+++ MATERIALS PROVIDED
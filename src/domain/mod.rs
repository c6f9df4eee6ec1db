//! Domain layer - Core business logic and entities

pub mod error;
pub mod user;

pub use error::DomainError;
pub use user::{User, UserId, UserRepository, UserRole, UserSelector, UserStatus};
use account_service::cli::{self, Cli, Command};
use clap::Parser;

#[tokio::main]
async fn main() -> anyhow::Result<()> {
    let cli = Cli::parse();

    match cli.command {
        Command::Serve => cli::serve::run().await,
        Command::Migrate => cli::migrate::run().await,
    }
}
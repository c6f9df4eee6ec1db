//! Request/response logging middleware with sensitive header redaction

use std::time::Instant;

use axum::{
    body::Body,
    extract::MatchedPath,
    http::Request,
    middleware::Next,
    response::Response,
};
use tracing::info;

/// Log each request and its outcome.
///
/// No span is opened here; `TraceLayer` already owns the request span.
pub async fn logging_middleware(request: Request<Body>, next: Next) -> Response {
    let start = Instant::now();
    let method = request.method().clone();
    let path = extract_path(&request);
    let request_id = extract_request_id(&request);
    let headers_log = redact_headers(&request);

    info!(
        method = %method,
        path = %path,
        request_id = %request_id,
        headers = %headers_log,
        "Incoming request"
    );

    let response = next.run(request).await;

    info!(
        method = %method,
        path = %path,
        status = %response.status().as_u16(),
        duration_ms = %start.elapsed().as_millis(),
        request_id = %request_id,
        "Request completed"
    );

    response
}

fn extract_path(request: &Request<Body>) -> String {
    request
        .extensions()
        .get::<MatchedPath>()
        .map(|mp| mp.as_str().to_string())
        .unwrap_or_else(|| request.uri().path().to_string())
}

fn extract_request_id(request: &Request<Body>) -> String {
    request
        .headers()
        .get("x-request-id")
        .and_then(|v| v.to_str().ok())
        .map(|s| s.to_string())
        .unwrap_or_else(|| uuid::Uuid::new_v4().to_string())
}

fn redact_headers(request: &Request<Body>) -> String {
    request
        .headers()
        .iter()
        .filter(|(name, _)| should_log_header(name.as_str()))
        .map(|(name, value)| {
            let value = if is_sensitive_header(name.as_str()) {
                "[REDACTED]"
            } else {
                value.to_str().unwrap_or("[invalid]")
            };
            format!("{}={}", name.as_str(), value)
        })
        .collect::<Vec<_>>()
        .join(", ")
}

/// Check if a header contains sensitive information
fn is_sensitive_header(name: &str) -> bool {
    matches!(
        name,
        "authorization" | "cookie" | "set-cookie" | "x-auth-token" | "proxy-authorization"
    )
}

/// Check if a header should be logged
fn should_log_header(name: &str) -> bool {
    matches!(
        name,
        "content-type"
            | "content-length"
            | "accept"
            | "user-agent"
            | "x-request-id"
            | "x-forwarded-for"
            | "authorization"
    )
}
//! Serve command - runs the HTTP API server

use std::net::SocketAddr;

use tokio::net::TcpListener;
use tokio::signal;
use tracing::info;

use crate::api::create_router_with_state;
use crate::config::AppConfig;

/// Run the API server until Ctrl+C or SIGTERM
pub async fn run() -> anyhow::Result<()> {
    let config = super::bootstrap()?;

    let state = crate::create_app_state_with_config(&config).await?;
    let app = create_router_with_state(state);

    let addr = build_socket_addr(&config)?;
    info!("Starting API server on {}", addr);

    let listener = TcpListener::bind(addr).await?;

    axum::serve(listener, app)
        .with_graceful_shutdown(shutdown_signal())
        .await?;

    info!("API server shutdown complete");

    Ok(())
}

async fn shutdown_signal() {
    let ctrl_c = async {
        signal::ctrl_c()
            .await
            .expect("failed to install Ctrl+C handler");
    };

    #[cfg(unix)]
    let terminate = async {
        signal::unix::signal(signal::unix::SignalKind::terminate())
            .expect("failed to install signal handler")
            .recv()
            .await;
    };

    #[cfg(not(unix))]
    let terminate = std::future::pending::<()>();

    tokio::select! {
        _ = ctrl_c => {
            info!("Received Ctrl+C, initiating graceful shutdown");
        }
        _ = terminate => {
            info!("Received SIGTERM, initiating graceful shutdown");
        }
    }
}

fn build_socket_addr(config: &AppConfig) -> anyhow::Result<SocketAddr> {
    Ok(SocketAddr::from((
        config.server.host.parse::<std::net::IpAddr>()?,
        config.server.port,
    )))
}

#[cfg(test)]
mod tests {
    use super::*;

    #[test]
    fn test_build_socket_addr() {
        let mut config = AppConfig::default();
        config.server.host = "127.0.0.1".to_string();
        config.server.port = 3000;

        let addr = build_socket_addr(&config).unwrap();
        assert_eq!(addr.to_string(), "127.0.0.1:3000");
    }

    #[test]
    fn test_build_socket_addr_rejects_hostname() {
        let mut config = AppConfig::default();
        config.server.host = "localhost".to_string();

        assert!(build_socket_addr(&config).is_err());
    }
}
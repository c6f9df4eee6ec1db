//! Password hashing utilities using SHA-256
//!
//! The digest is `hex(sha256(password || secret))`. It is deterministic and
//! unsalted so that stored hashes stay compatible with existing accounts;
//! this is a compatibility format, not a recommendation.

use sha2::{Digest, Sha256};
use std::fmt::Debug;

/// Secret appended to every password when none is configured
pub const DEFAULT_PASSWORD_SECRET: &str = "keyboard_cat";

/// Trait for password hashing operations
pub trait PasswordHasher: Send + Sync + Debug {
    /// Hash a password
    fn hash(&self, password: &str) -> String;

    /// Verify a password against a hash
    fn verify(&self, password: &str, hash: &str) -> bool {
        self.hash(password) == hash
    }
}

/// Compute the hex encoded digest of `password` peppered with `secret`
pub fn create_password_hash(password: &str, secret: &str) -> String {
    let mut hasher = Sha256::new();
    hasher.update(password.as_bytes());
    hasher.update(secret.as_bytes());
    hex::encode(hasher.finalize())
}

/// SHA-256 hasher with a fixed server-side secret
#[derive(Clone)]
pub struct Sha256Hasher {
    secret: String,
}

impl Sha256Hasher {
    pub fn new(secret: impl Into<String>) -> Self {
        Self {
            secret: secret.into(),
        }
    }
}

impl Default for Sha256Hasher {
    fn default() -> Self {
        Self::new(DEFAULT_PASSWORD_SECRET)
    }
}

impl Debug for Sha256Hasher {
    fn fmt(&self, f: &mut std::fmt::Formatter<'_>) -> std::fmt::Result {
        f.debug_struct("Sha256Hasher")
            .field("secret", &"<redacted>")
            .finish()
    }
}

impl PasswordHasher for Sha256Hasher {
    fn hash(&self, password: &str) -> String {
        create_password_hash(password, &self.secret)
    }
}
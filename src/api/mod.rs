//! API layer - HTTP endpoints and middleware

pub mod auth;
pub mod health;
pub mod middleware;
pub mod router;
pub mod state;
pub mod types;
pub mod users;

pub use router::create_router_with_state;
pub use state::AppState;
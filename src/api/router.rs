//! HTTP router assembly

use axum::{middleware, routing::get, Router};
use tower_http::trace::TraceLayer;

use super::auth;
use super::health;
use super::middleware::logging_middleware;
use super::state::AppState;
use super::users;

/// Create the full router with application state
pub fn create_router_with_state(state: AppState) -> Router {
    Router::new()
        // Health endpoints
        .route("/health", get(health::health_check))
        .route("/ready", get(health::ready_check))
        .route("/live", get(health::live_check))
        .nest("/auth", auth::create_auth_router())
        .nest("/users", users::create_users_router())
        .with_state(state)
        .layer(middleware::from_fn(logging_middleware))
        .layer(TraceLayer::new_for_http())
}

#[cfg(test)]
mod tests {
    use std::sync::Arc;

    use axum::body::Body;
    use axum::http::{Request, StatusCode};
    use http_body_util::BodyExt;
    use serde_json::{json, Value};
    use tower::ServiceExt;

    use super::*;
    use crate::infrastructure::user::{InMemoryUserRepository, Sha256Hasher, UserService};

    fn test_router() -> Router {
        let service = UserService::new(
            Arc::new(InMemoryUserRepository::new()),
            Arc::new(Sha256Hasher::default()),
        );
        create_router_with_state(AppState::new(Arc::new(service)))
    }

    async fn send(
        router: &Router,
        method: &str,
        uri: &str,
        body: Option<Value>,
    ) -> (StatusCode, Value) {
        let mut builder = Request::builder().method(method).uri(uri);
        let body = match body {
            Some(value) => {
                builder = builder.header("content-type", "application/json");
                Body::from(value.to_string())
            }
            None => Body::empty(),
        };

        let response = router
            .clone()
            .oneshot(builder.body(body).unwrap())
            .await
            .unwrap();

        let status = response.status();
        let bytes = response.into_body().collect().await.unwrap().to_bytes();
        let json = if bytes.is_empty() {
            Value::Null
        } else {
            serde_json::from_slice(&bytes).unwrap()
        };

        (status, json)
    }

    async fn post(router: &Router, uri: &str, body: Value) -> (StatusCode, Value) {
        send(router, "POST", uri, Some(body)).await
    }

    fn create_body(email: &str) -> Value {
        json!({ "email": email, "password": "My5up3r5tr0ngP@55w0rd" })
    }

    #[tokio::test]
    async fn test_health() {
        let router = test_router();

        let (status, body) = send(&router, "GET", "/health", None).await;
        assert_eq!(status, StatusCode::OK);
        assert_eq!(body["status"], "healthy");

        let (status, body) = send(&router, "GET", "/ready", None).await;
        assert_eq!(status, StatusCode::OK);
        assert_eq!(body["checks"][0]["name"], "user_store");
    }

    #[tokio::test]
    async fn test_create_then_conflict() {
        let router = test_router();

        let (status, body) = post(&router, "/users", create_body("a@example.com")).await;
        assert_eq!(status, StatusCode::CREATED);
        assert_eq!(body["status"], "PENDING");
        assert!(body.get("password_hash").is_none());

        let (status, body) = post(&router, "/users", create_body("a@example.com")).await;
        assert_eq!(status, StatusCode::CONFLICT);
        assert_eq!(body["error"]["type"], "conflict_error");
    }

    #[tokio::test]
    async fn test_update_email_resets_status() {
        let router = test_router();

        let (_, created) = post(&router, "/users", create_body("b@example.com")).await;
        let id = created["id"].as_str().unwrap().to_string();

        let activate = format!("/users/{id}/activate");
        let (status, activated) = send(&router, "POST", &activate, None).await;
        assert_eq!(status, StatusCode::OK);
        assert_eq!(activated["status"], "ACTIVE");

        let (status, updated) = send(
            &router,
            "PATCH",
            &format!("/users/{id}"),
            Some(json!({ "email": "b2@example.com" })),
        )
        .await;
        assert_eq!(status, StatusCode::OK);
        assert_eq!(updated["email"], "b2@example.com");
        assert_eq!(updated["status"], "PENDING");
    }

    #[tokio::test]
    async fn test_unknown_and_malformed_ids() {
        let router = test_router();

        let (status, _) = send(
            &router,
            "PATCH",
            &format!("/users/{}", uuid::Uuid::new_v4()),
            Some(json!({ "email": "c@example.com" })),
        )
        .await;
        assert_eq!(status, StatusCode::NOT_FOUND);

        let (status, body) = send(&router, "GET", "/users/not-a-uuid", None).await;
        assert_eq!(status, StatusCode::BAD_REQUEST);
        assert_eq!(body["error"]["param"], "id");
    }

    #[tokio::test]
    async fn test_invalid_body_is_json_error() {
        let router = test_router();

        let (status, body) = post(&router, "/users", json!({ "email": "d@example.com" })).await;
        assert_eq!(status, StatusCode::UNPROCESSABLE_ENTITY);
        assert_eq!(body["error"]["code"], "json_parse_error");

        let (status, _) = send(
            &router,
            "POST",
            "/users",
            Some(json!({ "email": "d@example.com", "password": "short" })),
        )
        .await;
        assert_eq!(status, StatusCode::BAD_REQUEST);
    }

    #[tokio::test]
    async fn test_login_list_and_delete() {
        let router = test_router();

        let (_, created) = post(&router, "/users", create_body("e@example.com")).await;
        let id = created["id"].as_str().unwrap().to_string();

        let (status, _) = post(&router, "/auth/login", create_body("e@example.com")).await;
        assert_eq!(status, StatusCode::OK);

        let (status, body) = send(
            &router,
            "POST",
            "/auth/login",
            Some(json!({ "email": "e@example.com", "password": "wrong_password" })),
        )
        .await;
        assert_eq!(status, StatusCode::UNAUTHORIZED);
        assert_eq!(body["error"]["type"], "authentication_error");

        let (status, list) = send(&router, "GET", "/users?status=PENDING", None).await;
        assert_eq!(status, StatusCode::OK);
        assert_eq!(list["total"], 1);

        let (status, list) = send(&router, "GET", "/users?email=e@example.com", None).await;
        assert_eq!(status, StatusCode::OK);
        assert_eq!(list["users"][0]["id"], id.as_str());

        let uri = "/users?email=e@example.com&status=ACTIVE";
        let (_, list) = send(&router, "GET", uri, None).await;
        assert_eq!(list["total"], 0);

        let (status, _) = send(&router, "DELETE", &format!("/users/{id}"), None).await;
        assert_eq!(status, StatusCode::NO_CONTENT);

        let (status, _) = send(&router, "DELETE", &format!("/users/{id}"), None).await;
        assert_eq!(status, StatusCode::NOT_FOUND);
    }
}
++++++
From the line holding "pub use router::create_router_with_state;" to the line holding "with application state", inclusive, restate each line above exactly as written.

pub use router::create_router_with_state;
pub use state::AppState;
filename src/api/router.rs
//! HTTP router assembly

use axum::{middleware, routing::get, Router};
use tower_http::trace::TraceLayer;

use super::auth;
use super::health;
use super::middleware::logging_middleware;
use super::state::AppState;
use super::users;

/// Create the full router with application state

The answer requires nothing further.